**THE TASK:** Repeat the listing beneath this line exactly, keeping every character.

------ DATA

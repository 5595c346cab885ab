//! Outcome of running a rule.

/// A successful match: how many bytes were consumed and what was produced.
///
/// `length` may be zero; a zero-length match is still a success and is
/// distinct from "no match".
#[derive(Debug, Clone, PartialEq, Eq, Hash)]
pub struct Match<T> {
    pub length: usize,
    pub value: T,
}

impl<T> Match<T> {
    #[inline]
    pub fn new(length: usize, value: T) -> Self {
        Match { length, value }
    }

    /// Replace the produced value, keeping the consumed length.
    pub fn map<U>(self, f: impl FnOnce(T) -> U) -> Match<U> {
        Match {
            length: self.length,
            value: f(self.value),
        }
    }
}

/// Either `None` (no match) or the [`Match`] a rule produced.
pub type ParseResult<T> = Option<Match<T>>;
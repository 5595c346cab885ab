//! Compile errors.
//!
//! These abort a pipeline. Problems with the grammar itself are reported as
//! [`Diagnostic`](crate::result::Diagnostic)s instead and never stop
//! compilation.

use thiserror::Error;

/// Result alias used by compile passes.
pub type Result<T> = std::result::Result<T, CompileError>;

#[derive(Debug, Clone, PartialEq, Eq, Error)]
pub enum CompileError {
    #[error("grammar has no rules, so there is no entry point to generate")]
    NoEntryRule,

    #[error("{context} `{name}` is not a valid Rust identifier")]
    InvalidIdentifier { context: &'static str, name: String },
}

------------

**TASK SOLUTION:**
repository 5595c346cab885ab
//! Outcome of running a rule.

/// A successful match: how many bytes were consumed and what was produced.
///
/// `length` may be zero; a zero-length match is still a success and is
/// distinct from "no match".
#[derive(Debug, Clone, PartialEq, Eq, Hash)]
pub struct Match<T> {
    pub length: usize,
    pub value: T,
}

impl<T> Match<T> {
    #[inline]
    pub fn new(length: usize, value: T) -> Self {
        Match { length, value }
    }

    /// Replace the produced value, keeping the consumed length.
    pub fn map<U>(self, f: impl FnOnce(T) -> U) -> Match<U> {
        Match {
            length: self.length,
            value: f(self.value),
        }
    }
}

/// Either `None` (no match) or the [`Match`] a rule produced.
pub type ParseResult<T> = Option<Match<T>>;
repository 5595c346cab885ab
//! Compile errors.
//!
//! These abort a pipeline. Problems with the grammar itself are reported as
//! [`Diagnostic`](crate::result::Diagnostic)s instead and never stop
//! compilation.

use thiserror::Error;

/// Result alias used by compile passes.
pub type Result<T> = std::result::Result<T, CompileError>;

#[derive(Debug, Clone, PartialEq, Eq, Error)]
pub enum CompileError {
    #[error("grammar has no rules, so there is no entry point to generate")]
    NoEntryRule,

    #[error("{context} `{name}` is not a valid Rust identifier")]
    InvalidIdentifier { context: &'static str, name: String },
}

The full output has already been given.